Some coal plants have been pausing their coal deliveries due to low electricity demand and not because of logistical problems, according to the Department of Energy (DOE).

This somehow countered the report of the Independent Electricity Market Operator of the Philippines (IEMOP) saying that, “the restriction of supply from coal plants may be a result of logistical delays in the transportation and delivery delays of coal brought about by the extended enhanced community quarantine.”

IEMOP further explained that this scenario could cause electricity rates to increase due to a change in the availability of power plants in the system, according to a report.
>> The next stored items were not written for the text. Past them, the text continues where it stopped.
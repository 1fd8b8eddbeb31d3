// SPDX-License-Identifier: MIT
// Copyright (c) 2026 Faultsite

use crate::{diagnostic::Diagnostic, source::SourceLocation};

/// Diagnostic for an internal invariant violation at a known location
pub fn internal(reason: impl Into<String>, origin: SourceLocation) -> Diagnostic {
	let reason = reason.into();
	let label = format!("internal invariant violated in {}", origin.description());

	Diagnostic {
		code: "INTERNAL_ERROR".to_string(),
		message: format!("internal error: {}", reason),
		origin,
		label: Some(label),
		help: Some(
			"this is an internal error that should never occur in normal operation; \
			 please file a bug report including the location above"
				.to_string(),
		),
		notes: vec![],
		cause: None,
	}
}

#[cfg(test)]
mod tests {
	use super::*;

	#[test]
	fn test_internal() {
		let origin = SourceLocation::new("src/engine.rs", 88, "commit");
		let diagnostic = internal("commit applied twice", origin);

		assert_eq!(diagnostic.code, "INTERNAL_ERROR");
		assert!(diagnostic.message.contains("commit applied twice"));
		assert_eq!(
			diagnostic.label.as_deref(),
			Some("internal invariant violated in commit at src/engine.rs:88")
		);
		assert!(diagnostic.help.as_ref().unwrap().contains("bug report"));
	}
}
The power plant owners and operators should declare the state of availability of their capacities in the Wholesale Electricity Spot Market (WESM) due to the prevailing must-offer rule.

However, there was a mismatch in the pronouncements of the DOE and IEMOP that may cause scrutiny on which agency is stating reliable facts.

The DOE said that based in the report-submissions of the coal generating plants “their number of days of full load operation averages at 47 days.” 

The energy department said it is way beyond the 30-day requirement.

 “Out of the 28 coal-fired power plants in the country, 18 have submitted their coal inventories as of April 28, 2020,” the DOE explained.

The DOE noted that it is “continuously processing certificates of compliance for coal importation, even after the announcement of the ECQ.”